Studio: Jazz Icons/Reelin’ in the Years DVWW-JIDG
Video: 4:3, B&W
Audio: Dolby Digital Mono
Extras: 16 page illustrated booklet
Length: 85 min.
Rating: ****
Filmed in first Belgium and then Denmark 12 years apart, we have on this DVD in the Jazz Icons series two contrasting appearances by jazz legend Gillespie. (As the producers observe in the informative booklet with each DVD: “We as Americans owe the various TV stations of Europe our thanks for filming and preserving our musical heritage.”) The first is a small quintet with Ray Brown on bass and saxist Sonny Stitt sharing the front line with Diz. The setup will remind some of the earlier duo of Diz & Bird, since Stitt was one of the first of the followers of Charlie Parker’s innovations. They do five tunes with not much introduction or blather except a jovial and enthusiastic vocal duo on On the Sunnyside of the Street. Diz plays frequently with a Harmon mute inserted in his rakishly-upended horn. Both sound and image are first-rate – one quickly forgets it’s mono and black and white.

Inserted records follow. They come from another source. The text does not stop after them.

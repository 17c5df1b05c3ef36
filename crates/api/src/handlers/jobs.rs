//! Handlers for the `/jobs` resource.

use axum::body::Body;
use axum::extract::{Path, State};
use axum::http::header;
use axum::http::StatusCode;
use axum::response::{IntoResponse, Response};
use axum::Json;
use tokio_util::io::ReaderStream;

use genrelay_core::error::CoreError;
use genrelay_pipeline::JobView;

use crate::error::{AppError, AppResult};
use crate::response::DataResponse;
use crate::state::AppState;

// ---------------------------------------------------------------------------
// Status
// ---------------------------------------------------------------------------

/// GET /api/v1/jobs
///
/// All known jobs, newest first.
pub async fn list_jobs(State(state): State<AppState>) -> Json<DataResponse<Vec<JobView>>> {
    Json(DataResponse {
        data: state.gateway.list().await,
    })
}

/// GET /api/v1/jobs/{id}
pub async fn get_job(
    State(state): State<AppState>,
    Path(id): Path<String>,
) -> AppResult<Json<DataResponse<JobView>>> {
    let view = state.gateway.status(&id).await?;
    Ok(Json(DataResponse { data: view }))
}

// ---------------------------------------------------------------------------
// Download
// ---------------------------------------------------------------------------

/// GET /api/v1/jobs/{id}/download
///
/// Streams the materialized file with its recorded MIME type. Jobs that are
/// not completed with a local file answer 409 `NOT_READY`.
pub async fn download_job(
    State(state): State<AppState>,
    Path(id): Path<String>,
) -> AppResult<Response> {
    let target = state.gateway.download(&id).await?;

    let file = tokio::fs::File::open(&target.path).await.map_err(|e| {
        if e.kind() == std::io::ErrorKind::NotFound {
            AppError::Core(CoreError::NotFound {
                entity: "MediaFile",
                id: id.clone(),
            })
        } else {
            AppError::InternalError(format!("Failed to open media file: {e}"))
        }
    })?;
    let file_size = file
        .metadata()
        .await
        .map_err(|e| AppError::InternalError(format!("Failed to read file metadata: {e}")))?
        .len();

    tracing::debug!(job_id = %id, size = file_size, "Streaming media file");

    let stream = ReaderStream::new(file);
    Response::builder()
        .status(StatusCode::OK)
        .header(header::CONTENT_TYPE, target.mime_type)
        .header(header::CONTENT_LENGTH, file_size.to_string())
        .header(
            header::CONTENT_DISPOSITION,
            format!("attachment; filename=\"{}\"", target.file_name),
        )
        .body(Body::from_stream(stream))
        .map_err(|e| AppError::InternalError(format!("Failed to build response: {e}")))
}

// ---------------------------------------------------------------------------
// Cancel
// ---------------------------------------------------------------------------

/// POST /api/v1/jobs/{id}/cancel
///
/// Asks the job's poller to stop. The job moves to `error` once the poller
/// has recorded the cancellation, so the response reflects the state at the
/// time of the request.
pub async fn cancel_job(
    State(state): State<AppState>,
    Path(id): Path<String>,
) -> AppResult<impl IntoResponse> {
    let job = state.store.get(&id).await?;
    if job.is_terminal() {
        return Err(CoreError::Conflict(format!(
            "Job {id} already finished with status {}",
            job.status
        ))
        .into());
    }

    state.supervisor.cancel(&id).await.map_err(|e| match e {
        CoreError::NotFound { .. } => {
            CoreError::Conflict(format!("Job {id} has no running poller"))
        }
        other => other,
    })?;

    tracing::info!(job_id = %id, "Job cancellation requested");

    Ok((
        StatusCode::ACCEPTED,
        Json(DataResponse {
            data: state.gateway.view(&job),
        }),
    ))
}
//! Route definitions for the `/jobs` resource.

use axum::routing::{get, post};
use axum::Router;

use crate::handlers::jobs;
use crate::state::AppState;

/// Routes mounted at `/jobs`.
///
/// ```text
/// GET    /                -> list_jobs
/// GET    /{id}            -> get_job
/// GET    /{id}/download   -> download_job
/// POST   /{id}/cancel     -> cancel_job
/// ```
pub fn router() -> Router<AppState> {
    Router::new()
        .route("/", get(jobs::list_jobs))
        .route("/{id}", get(jobs::get_job))
        .route("/{id}/download", get(jobs::download_job))
        .route("/{id}/cancel", post(jobs::cancel_job))
}
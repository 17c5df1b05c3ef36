use axum::extract::State;
use axum::{routing::get, Json, Router};
use serde::Serialize;

use genrelay_core::types::Timestamp;

use crate::state::AppState;

/// Health check response payload.
#[derive(Serialize)]
pub struct HealthResponse {
    /// Overall service status.
    pub status: &'static str,
    /// Crate version from Cargo.toml.
    pub version: &'static str,
    /// Whether a provider credential can currently be obtained.
    pub auth_healthy: bool,
    /// Video jobs still being polled.
    pub active_pollers: usize,
    pub timestamp: Timestamp,
}

/// Service index payload.
#[derive(Serialize)]
pub struct ServiceInfo {
    pub service: &'static str,
    pub version: &'static str,
    pub models: Vec<&'static str>,
    pub endpoints: Vec<EndpointInfo>,
}

#[derive(Serialize)]
pub struct EndpointInfo {
    pub route: &'static str,
    pub description: &'static str,
}

const ENDPOINTS: &[(&str, &str)] = &[
    ("GET /health", "service health"),
    ("GET /api/v1/models", "available models"),
    ("POST /api/v1/generate", "submit an image or video job"),
    ("GET /api/v1/jobs", "list jobs"),
    ("GET /api/v1/jobs/{id}", "job status"),
    ("GET /api/v1/jobs/{id}/download", "download generated media"),
    ("POST /api/v1/jobs/{id}/cancel", "cancel a video job"),
];

/// GET / -- service name, version and the available endpoints.
async fn index(State(state): State<AppState>) -> Json<ServiceInfo> {
    Json(ServiceInfo {
        service: "genrelay",
        version: env!("CARGO_PKG_VERSION"),
        models: state.dispatcher.catalog().keys(),
        endpoints: ENDPOINTS
            .iter()
            .map(|&(route, description)| EndpointInfo { route, description })
            .collect(),
    })
}

/// GET /health -- returns service and credential health.
async fn health_check(State(state): State<AppState>) -> Json<HealthResponse> {
    let auth_healthy = match state.tokens.access_token().await {
        Ok(_) => true,
        Err(e) => {
            tracing::warn!(error = %e, "Health check could not obtain a credential");
            false
        }
    };

    let status = if auth_healthy { "ok" } else { "degraded" };

    Json(HealthResponse {
        status,
        version: env!("CARGO_PKG_VERSION"),
        auth_healthy,
        active_pollers: state.supervisor.active_count().await,
        timestamp: chrono::Utc::now(),
    })
}

/// Mount the index and health routes (root level, NOT under `/api/v1`).
pub fn router() -> Router<AppState> {
    Router::new()
        .route("/", get(index))
        .route("/health", get(health_check))
}
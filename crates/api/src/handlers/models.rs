use axum::extract::State;
use axum::Json;
use serde::Serialize;

use genrelay_core::catalog::ModelSpec;

use crate::response::DataResponse;
use crate::state::AppState;

#[derive(Debug, Serialize)]
pub struct ModelList {
    pub models: Vec<ModelSpec>,
    pub count: usize,
}

/// GET /api/v1/models
pub async fn list_models(State(state): State<AppState>) -> Json<DataResponse<ModelList>> {
    let models = state.dispatcher.catalog().models().to_vec();
    Json(DataResponse {
        data: ModelList {
            count: models.len(),
            models,
        },
    })
}
//! Job record and its lifecycle state machine.
//!
//! A job starts in [`JobStatus::Processing`] and moves exactly once into one
//! of the terminal states. All transitions go through the methods on
//! [`Job`], which reject any attempt to leave a terminal state.

use serde::Serialize;

use crate::error::CoreError;
use crate::types::{MediaKind, Timestamp};

/// Lifecycle status of a job.
#[derive(Debug, Clone, Copy, PartialEq, Eq, Serialize)]
#[serde(rename_all = "lowercase")]
pub enum JobStatus {
    Processing,
    Completed,
    Error,
    Timeout,
}

impl JobStatus {
    pub fn is_terminal(self) -> bool {
        !matches!(self, Self::Processing)
    }

    pub fn as_str(self) -> &'static str {
        match self {
            Self::Processing => "processing",
            Self::Completed => "completed",
            Self::Error => "error",
            Self::Timeout => "timeout",
        }
    }
}

impl std::fmt::Display for JobStatus {
    fn fmt(&self, f: &mut std::fmt::Formatter<'_>) -> std::fmt::Result {
        f.write_str(self.as_str())
    }
}

/// Provider-side handle of a long-running operation.
#[derive(Debug, Clone, PartialEq, Eq, Serialize)]
#[serde(transparent)]
pub struct OperationHandle(pub String);

impl OperationHandle {
    pub fn as_str(&self) -> &str {
        &self.0
    }
}

/// A media file written to local disk.
#[derive(Debug, Clone, PartialEq, Eq)]
pub struct MaterializedFile {
    pub path: std::path::PathBuf,
    pub mime_type: String,
}

/// What a completed job produced.
#[derive(Debug, Clone, PartialEq, Eq)]
pub enum JobOutput {
    /// Binary output written locally and downloadable.
    File(MaterializedFile),
    /// The provider stored the output remotely.
    Remote { uri: String },
    /// The provider reported completion without any usable output.
    Missing,
}

impl JobOutput {
    /// Short label used in status projections.
    pub fn label(&self) -> &'static str {
        match self {
            Self::File(_) => "file",
            Self::Remote { .. } => "remote",
            Self::Missing => "missing",
        }
    }
}

/// One generation request's lifecycle.
#[derive(Debug, Clone, PartialEq, Eq)]
pub struct Job {
    pub id: String,
    pub kind: MediaKind,
    pub model_name: String,
    pub prompt: String,
    pub status: JobStatus,
    pub created_at: Timestamp,
    pub completed_at: Option<Timestamp>,
    pub operation: Option<OperationHandle>,
    pub output: Option<JobOutput>,
    pub error_detail: Option<String>,
}

impl Job {
    /// Create a job in the `processing` state.
    pub fn new(
        id: String,
        kind: MediaKind,
        model_name: impl Into<String>,
        prompt: impl Into<String>,
        created_at: Timestamp,
    ) -> Self {
        Self {
            id,
            kind,
            model_name: model_name.into(),
            prompt: prompt.into(),
            status: JobStatus::Processing,
            created_at,
            completed_at: None,
            operation: None,
            output: None,
            error_detail: None,
        }
    }

    /// Attach the provider operation handle. The handle can be set once.
    pub fn with_operation(mut self, handle: OperationHandle) -> Self {
        if self.operation.is_none() {
            self.operation = Some(handle);
        }
        self
    }

    pub fn is_terminal(&self) -> bool {
        self.status.is_terminal()
    }

    /// Local file path, present only when binary output was produced.
    pub fn file_path(&self) -> Option<&std::path::Path> {
        match &self.output {
            Some(JobOutput::File(file)) => Some(file.path.as_path()),
            _ => None,
        }
    }

    pub fn file_mime_type(&self) -> Option<&str> {
        match &self.output {
            Some(JobOutput::File(file)) => Some(file.mime_type.as_str()),
            _ => None,
        }
    }

    /// processing -> completed, recording the output in the same step.
    pub fn complete(&mut self, output: JobOutput, at: Timestamp) -> Result<(), CoreError> {
        self.ensure_processing("complete")?;
        self.status = JobStatus::Completed;
        self.output = Some(output);
        self.completed_at = Some(at);
        Ok(())
    }

    /// processing -> error.
    pub fn fail(&mut self, detail: impl Into<String>, at: Timestamp) -> Result<(), CoreError> {
        self.ensure_processing("fail")?;
        self.status = JobStatus::Error;
        self.error_detail = Some(detail.into());
        self.completed_at = Some(at);
        Ok(())
    }

    /// processing -> timeout.
    pub fn time_out(&mut self, detail: impl Into<String>, at: Timestamp) -> Result<(), CoreError> {
        self.ensure_processing("time out")?;
        self.status = JobStatus::Timeout;
        self.error_detail = Some(detail.into());
        self.completed_at = Some(at);
        Ok(())
    }

    fn ensure_processing(&self, action: &str) -> Result<(), CoreError> {
        if self.is_terminal() {
            return Err(CoreError::Conflict(format!(
                "Cannot {action} job {}: already {}",
                self.id, self.status
            )));
        }
        Ok(())
    }
}

#[cfg(test)]
mod tests {
    use assert_matches::assert_matches;
    use chrono::Utc;

    use super::*;

    fn video_job() -> Job {
        Job::new(
            "vid_test".into(),
            MediaKind::Video,
            "veo3",
            "ocean waves",
            Utc::now(),
        )
    }

    #[test]
    fn new_job_is_processing_without_output() {
        let job = video_job();
        assert_eq!(job.status, JobStatus::Processing);
        assert!(job.completed_at.is_none());
        assert!(job.file_path().is_none());
    }

    #[test]
    fn complete_sets_output_and_completed_at() {
        let mut job = video_job();
        let file = MaterializedFile {
            path: "/tmp/vid_test.mp4".into(),
            mime_type: "video/mp4".into(),
        };
        job.complete(JobOutput::File(file), Utc::now()).unwrap();

        assert_eq!(job.status, JobStatus::Completed);
        assert!(job.completed_at.is_some());
        assert_eq!(job.file_mime_type(), Some("video/mp4"));
        assert_eq!(
            job.file_path(),
            Some(std::path::Path::new("/tmp/vid_test.mp4"))
        );
    }

    #[test]
    fn remote_output_has_no_file_path() {
        let mut job = video_job();
        job.complete(
            JobOutput::Remote {
                uri: "gs://bucket/out.mp4".into(),
            },
            Utc::now(),
        )
        .unwrap();
        assert!(job.file_path().is_none());
        assert!(job.file_mime_type().is_none());
    }

    #[test]
    fn terminal_state_cannot_be_left() {
        let mut job = video_job();
        job.time_out("gave up", Utc::now()).unwrap();
        let first_completed_at = job.completed_at;

        assert_matches!(
            job.complete(JobOutput::Missing, Utc::now()),
            Err(CoreError::Conflict(_))
        );
        assert_matches!(job.fail("late", Utc::now()), Err(CoreError::Conflict(_)));
        assert_eq!(job.status, JobStatus::Timeout);
        assert_eq!(job.completed_at, first_completed_at);
        assert_eq!(job.error_detail.as_deref(), Some("gave up"));
    }

    #[test]
    fn operation_handle_is_set_once() {
        let job = video_job()
            .with_operation(OperationHandle("ops/1".into()))
            .with_operation(OperationHandle("ops/2".into()));
        assert_eq!(job.operation.unwrap().as_str(), "ops/1");
    }
}
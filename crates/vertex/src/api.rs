//! REST client for Vertex AI publisher models.
//!
//! Wraps the `:predict`, `:predictLongRunning` and `:fetchPredictOperation`
//! endpoints using [`reqwest`] and implements [`GenerationProvider`].

use async_trait::async_trait;
use reqwest::StatusCode;

use genrelay_core::catalog::GenerationSpec;
use genrelay_core::job::OperationHandle;
use genrelay_core::provider::{GeneratedMedia, GenerationProvider, OperationStatus, ProviderError};
use genrelay_core::types::BearerToken;

use crate::messages::{
    FetchOperationRequest, OperationResponse, OperationStarted, PredictRequest, PredictResponse,
};

/// Endpoint verb used to poll long-running operations.
const FETCH_OPERATION_VERB: &str = "fetchPredictOperation";

/// Where and under which project to call Vertex AI.
#[derive(Debug, Clone)]
pub struct VertexConfig {
    pub project_id: String,
    pub location: String,
    /// Base URL override; defaults to the regional endpoint.
    pub base_url: Option<String>,
}

impl VertexConfig {
    /// Load from environment variables.
    ///
    /// | Env Var             | Default        |
    /// |---------------------|----------------|
    /// | `GOOGLE_PROJECT_ID` | required       |
    /// | `GOOGLE_LOCATION`   | `us-central1`  |
    /// | `VERTEX_BASE_URL`   | regional host  |
    pub fn from_env() -> Self {
        let project_id =
            std::env::var("GOOGLE_PROJECT_ID").expect("GOOGLE_PROJECT_ID must be set");
        let location = std::env::var("GOOGLE_LOCATION").unwrap_or_else(|_| "us-central1".into());
        let base_url = std::env::var("VERTEX_BASE_URL")
            .ok()
            .filter(|s| !s.trim().is_empty());

        Self {
            project_id,
            location,
            base_url,
        }
    }

    /// Base URL without trailing slash.
    pub fn api_base(&self) -> String {
        match &self.base_url {
            Some(url) => url.trim_end_matches('/').to_string(),
            None => format!("https://{}-aiplatform.googleapis.com", self.location),
        }
    }

    /// Full URL for `model_id:verb`.
    pub fn model_url(&self, model_id: &str, verb: &str) -> String {
        format!(
            "{}/v1/projects/{}/locations/{}/publishers/google/models/{}:{}",
            self.api_base(),
            self.project_id,
            self.location,
            model_id,
            verb
        )
    }
}

/// HTTP client for the Vertex AI generation endpoints.
pub struct VertexClient {
    client: reqwest::Client,
    config: VertexConfig,
}

impl VertexClient {
    pub fn new(config: VertexConfig) -> Self {
        Self {
            client: reqwest::Client::new(),
            config,
        }
    }

    /// Create a client reusing an existing [`reqwest::Client`].
    pub fn with_client(client: reqwest::Client, config: VertexConfig) -> Self {
        Self { client, config }
    }

    pub fn config(&self) -> &VertexConfig {
        &self.config
    }

    async fn post_json<B, T>(
        &self,
        url: String,
        token: &BearerToken,
        body: &B,
    ) -> Result<T, ProviderError>
    where
        B: serde::Serialize + ?Sized,
        T: serde::de::DeserializeOwned,
    {
        let response = self
            .client
            .post(&url)
            .bearer_auth(token.secret())
            .json(body)
            .send()
            .await
            .map_err(|e| ProviderError::Transport(e.to_string()))?;

        let response = Self::ensure_success(response).await?;
        let text = response
            .text()
            .await
            .map_err(|e| ProviderError::Transport(e.to_string()))?;

        serde_json::from_str(&text)
            .map_err(|e| ProviderError::Protocol(format!("Undecodable response from {url}: {e}")))
    }

    /// Map a non-2xx response to the matching [`ProviderError`].
    async fn ensure_success(
        response: reqwest::Response,
    ) -> Result<reqwest::Response, ProviderError> {
        let status = response.status();
        if status.is_success() {
            return Ok(response);
        }
        let body = response
            .text()
            .await
            .unwrap_or_else(|_| "<unreadable body>".to_string());
        Err(classify_status(status, body))
    }
}

fn classify_status(status: StatusCode, body: String) -> ProviderError {
    match status {
        StatusCode::UNAUTHORIZED | StatusCode::FORBIDDEN => ProviderError::Unauthorized {
            status: status.as_u16(),
            body,
        },
        _ => ProviderError::Api {
            status: status.as_u16(),
            body,
        },
    }
}

#[async_trait]
impl GenerationProvider for VertexClient {
    async fn generate_image(
        &self,
        token: &BearerToken,
        spec: &GenerationSpec,
    ) -> Result<GeneratedMedia, ProviderError> {
        let url = self
            .config
            .model_url(spec.model.model_id, spec.model.endpoint.as_str());
        let response: PredictResponse = self
            .post_json(url, token, &PredictRequest::from_spec(spec))
            .await?;

        tracing::debug!(model = spec.model.key, "Image prediction returned");
        Ok(response.into_media())
    }

    async fn start_video(
        &self,
        token: &BearerToken,
        spec: &GenerationSpec,
    ) -> Result<OperationHandle, ProviderError> {
        let url = self
            .config
            .model_url(spec.model.model_id, spec.model.endpoint.as_str());
        let started: OperationStarted = self
            .post_json(url, token, &PredictRequest::from_spec(spec))
            .await?;

        if started.name.is_empty() {
            return Err(ProviderError::Protocol(
                "Long-running operation response has an empty name".into(),
            ));
        }

        tracing::info!(model = spec.model.key, operation = %started.name, "Video operation started");
        Ok(OperationHandle(started.name))
    }

    async fn poll_operation(
        &self,
        token: &BearerToken,
        model_id: &str,
        handle: &OperationHandle,
    ) -> Result<OperationStatus, ProviderError> {
        let url = self.config.model_url(model_id, FETCH_OPERATION_VERB);
        let body = FetchOperationRequest {
            operation_name: handle.as_str(),
        };
        let response: OperationResponse = self.post_json(url, token, &body).await?;
        Ok(response.into_status())
    }
}
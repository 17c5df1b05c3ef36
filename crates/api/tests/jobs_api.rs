//! Integration tests for the `/api/v1/jobs` status, download and cancel endpoints.

mod common;

use std::time::Duration;

use axum::http::{header, StatusCode};
use common::{body_bytes, body_json, get, post_json, wait_for_terminal};
use genrelay_core::provider::{GeneratedMedia, OperationStatus};
use serde_json::json;

const PNG_SIGNATURE: [u8; 8] = [0x89, b'P', b'N', b'G', 0x0D, 0x0A, 0x1A, 0x0A];

async fn submit(app: &common::TestApp, body: serde_json::Value) -> String {
    let json = body_json(post_json(app.app(), "/api/v1/generate", body).await).await;
    json["data"]["jobId"].as_str().unwrap().to_string()
}

// ---------------------------------------------------------------------------
// Test: unknown job id is 404 for status, download and cancel
// ---------------------------------------------------------------------------

#[tokio::test]
async fn unknown_job_returns_404() {
    let app = common::build_test_app();

    for uri in [
        "/api/v1/jobs/vid_doesnotexist",
        "/api/v1/jobs/vid_doesnotexist/download",
    ] {
        let response = get(app.app(), uri).await;
        assert_eq!(response.status(), StatusCode::NOT_FOUND, "{uri}");
        assert_eq!(body_json(response).await["code"], "NOT_FOUND");
    }

    let response = post_json(app.app(), "/api/v1/jobs/vid_doesnotexist/cancel", json!({})).await;
    assert_eq!(response.status(), StatusCode::NOT_FOUND);
}

// ---------------------------------------------------------------------------
// Test: completed image downloads with its MIME type and attachment name
// ---------------------------------------------------------------------------

#[tokio::test]
async fn completed_image_downloads_as_attachment() {
    let app = common::build_test_app();
    let job_id = submit(&app, json!({ "model": "imagen4", "prompt": "a red fox" })).await;

    let response = get(app.app(), &format!("/api/v1/jobs/{job_id}/download")).await;

    assert_eq!(response.status(), StatusCode::OK);
    let headers = response.headers().clone();
    assert_eq!(headers[header::CONTENT_TYPE], "image/png");
    assert_eq!(headers[header::CONTENT_LENGTH], "8");
    assert_eq!(
        headers[header::CONTENT_DISPOSITION].to_str().unwrap(),
        format!("attachment; filename=\"imagen4_{job_id}.png\"")
    );
    assert_eq!(body_bytes(response).await, PNG_SIGNATURE);
}

// ---------------------------------------------------------------------------
// Test: download before completion is 409 NOT_READY
// ---------------------------------------------------------------------------

#[tokio::test]
async fn download_while_processing_returns_409() {
    let app = common::build_test_app();
    let job_id = submit(&app, json!({ "model": "veo3", "prompt": "ocean waves" })).await;

    let response = get(app.app(), &format!("/api/v1/jobs/{job_id}/download")).await;

    assert_eq!(response.status(), StatusCode::CONFLICT);
    let json = body_json(response).await;
    assert_eq!(json["code"], "NOT_READY");
    assert!(json["error"].as_str().unwrap().contains("processing"));
}

// ---------------------------------------------------------------------------
// Test: video completes in the background and becomes downloadable
// ---------------------------------------------------------------------------

#[tokio::test]
async fn video_completes_and_downloads() {
    let app = common::build_test_app_with(
        |config| config.poll_interval_secs = 0,
        std::sync::Arc::new(genrelay_core::provider::StaticTokenSource::new("t")),
    );
    app.provider.push_poll(Ok(OperationStatus::Pending));
    app.provider
        .push_poll(Ok(OperationStatus::Done(GeneratedMedia::Inline {
            data_base64: "AAAAIGZ0eXA=".into(),
            mime_type: "video/mp4".into(),
        })));

    let job_id = submit(&app, json!({ "model": "veo2", "prompt": "city lights" })).await;
    let json = wait_for_terminal(&app, &job_id).await;
    let data = &json["data"];

    assert_eq!(data["status"], "completed");
    assert_eq!(data["fileType"], "video/mp4");
    assert!(data["completedAt"].is_string());

    let response = get(app.app(), &format!("/api/v1/jobs/{job_id}/download")).await;
    assert_eq!(response.status(), StatusCode::OK);
    assert_eq!(response.headers()[header::CONTENT_TYPE], "video/mp4");
    assert_eq!(
        body_bytes(response).await,
        [0x00, 0x00, 0x00, 0x20, b'f', b't', b'y', b'p']
    );
}

// ---------------------------------------------------------------------------
// Test: remote-only output is reported but not downloadable
// ---------------------------------------------------------------------------

#[tokio::test]
async fn remote_video_output_is_not_downloadable() {
    let app = common::build_test_app_with(
        |config| config.poll_interval_secs = 0,
        std::sync::Arc::new(genrelay_core::provider::StaticTokenSource::new("t")),
    );
    app.provider
        .push_poll(Ok(OperationStatus::Done(GeneratedMedia::Remote {
            uri: "gs://bucket/out/sample_0.mp4".into(),
        })));

    let job_id = submit(&app, json!({ "model": "veo3", "prompt": "ocean waves" })).await;
    let json = wait_for_terminal(&app, &job_id).await;

    assert_eq!(json["data"]["status"], "completed");
    assert_eq!(json["data"]["output"], "remote");
    assert_eq!(json["data"]["remoteUri"], "gs://bucket/out/sample_0.mp4");

    let response = get(app.app(), &format!("/api/v1/jobs/{job_id}/download")).await;
    assert_eq!(response.status(), StatusCode::CONFLICT);
    assert_eq!(body_json(response).await["code"], "NOT_READY");
}

// ---------------------------------------------------------------------------
// Test: a video that never finishes times out after the attempt budget
// ---------------------------------------------------------------------------

#[tokio::test]
async fn video_times_out_after_max_attempts() {
    let app = common::build_test_app_with(
        |config| {
            config.poll_interval_secs = 0;
            config.poll_max_attempts = 3;
        },
        std::sync::Arc::new(genrelay_core::provider::StaticTokenSource::new("t")),
    );

    let job_id = submit(&app, json!({ "model": "veo3", "prompt": "ocean waves" })).await;
    let json = wait_for_terminal(&app, &job_id).await;

    assert_eq!(json["data"]["status"], "timeout");
    assert!(json["data"]["errorDetail"]
        .as_str()
        .unwrap()
        .contains("3 polling attempts"));
    assert_eq!(app.provider.poll_calls(), 3);

    let response = get(app.app(), &format!("/api/v1/jobs/{job_id}/download")).await;
    assert_eq!(response.status(), StatusCode::CONFLICT);
}

// ---------------------------------------------------------------------------
// Test: provider-reported failure ends the job in error
// ---------------------------------------------------------------------------

#[tokio::test]
async fn provider_failure_ends_job_in_error() {
    let app = common::build_test_app_with(
        |config| config.poll_interval_secs = 0,
        std::sync::Arc::new(genrelay_core::provider::StaticTokenSource::new("t")),
    );
    app.provider.push_poll(Ok(OperationStatus::Failed(
        "Operation failed (code 3): prompt rejected".into(),
    )));

    let job_id = submit(&app, json!({ "model": "veo3", "prompt": "ocean waves" })).await;
    let json = wait_for_terminal(&app, &job_id).await;

    assert_eq!(json["data"]["status"], "error");
    assert_eq!(
        json["data"]["errorDetail"],
        "Operation failed (code 3): prompt rejected"
    );
}

// ---------------------------------------------------------------------------
// Test: cancel stops a processing video; cancelling again conflicts
// ---------------------------------------------------------------------------

#[tokio::test]
async fn cancel_ends_processing_video_in_error() {
    let app = common::build_test_app();
    let job_id = submit(&app, json!({ "model": "veo3", "prompt": "ocean waves" })).await;

    let response = post_json(app.app(), &format!("/api/v1/jobs/{job_id}/cancel"), json!({})).await;
    assert_eq!(response.status(), StatusCode::ACCEPTED);

    let json = wait_for_terminal(&app, &job_id).await;
    assert_eq!(json["data"]["status"], "error");
    assert!(json["data"]["errorDetail"]
        .as_str()
        .unwrap()
        .contains("cancelled"));

    let response = post_json(app.app(), &format!("/api/v1/jobs/{job_id}/cancel"), json!({})).await;
    assert_eq!(response.status(), StatusCode::CONFLICT);
    assert_eq!(body_json(response).await["code"], "CONFLICT");
}

// ---------------------------------------------------------------------------
// Test: GET /api/v1/jobs lists jobs newest first and shows active pollers
// ---------------------------------------------------------------------------

#[tokio::test]
async fn list_jobs_is_newest_first() {
    let app = common::build_test_app();
    let first = submit(&app, json!({ "model": "imagen3", "prompt": "a lighthouse" })).await;
    tokio::time::sleep(Duration::from_millis(5)).await;
    let second = submit(&app, json!({ "model": "veo3", "prompt": "ocean waves" })).await;

    let response = get(app.app(), "/api/v1/jobs").await;
    assert_eq!(response.status(), StatusCode::OK);

    let json = body_json(response).await;
    let ids: Vec<&str> = json["data"]
        .as_array()
        .unwrap()
        .iter()
        .map(|j| j["jobId"].as_str().unwrap())
        .collect();
    assert_eq!(ids, vec![second.as_str(), first.as_str()]);

    let health = body_json(get(app.app(), "/health").await).await;
    assert_eq!(health["active_pollers"], 1);
}

// ---------------------------------------------------------------------------
// Test: repeated status reads of a finished job are identical
// ---------------------------------------------------------------------------

#[tokio::test]
async fn terminal_status_is_stable() {
    let app = common::build_test_app();
    let job_id = submit(&app, json!({ "model": "imagen4-fast", "prompt": "a red fox" })).await;

    let uri = format!("/api/v1/jobs/{job_id}");
    let first = body_json(get(app.app(), &uri).await).await;
    let second = body_json(get(app.app(), &uri).await).await;

    assert_eq!(first["data"]["status"], "completed");
    assert_eq!(first, second);
}
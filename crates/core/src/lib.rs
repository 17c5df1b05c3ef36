//! Domain types shared across the genrelay workspace.
//!
//! Pure data and validation only: the model catalog, the job state machine,
//! error types, and the provider seam. No I/O happens in this crate.

pub mod catalog;
pub mod error;
pub mod job;
pub mod provider;
pub mod types;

The second video features Dizzy fronting the excellent Kenny Clarke-Francy Boland Big Band of 16 pieces, with Boland at the piano. The first thing noticeable is that fashions have changing considerably in the dozen years – Diz wears a big Afro, with a giant medallion around his neck, with Boland in a shirt that looks really loud even in black and white. The band is tight and swinging, with some great arrangements. It is thoroughly interracial, and has two drummers. The opener is Dizzy’s own gorgeous tune, Con Alma, in a superb arrangement by Lalo Schifrin. This one has some Latin touches but the real example of the major role Gillespie had in Afro-Cuban jazz is the energetic Gil Fuller arrangement of Manteca. The closing Things Are Here roars the session to a close at breakneck speed and has a flaming exchange between Dizzy and trumpeter Dusko Goykovich. Afterwards there’s an encounter with a little girl in the audience, showing the humorous side of this wonderful jazz figure whose hilarities didn’t reduce in the least his obvious seriousness about the music.
Tracklist: BELGIUM: Blues After Dark, On the Sunny Side of the Street, Loverman, Cocktails for Two, Blues Walk; DENMARK: Con Alma, The Brother K, Now Hear My Meanin’, Manteca, Let Me Outta Here, Things Are Here.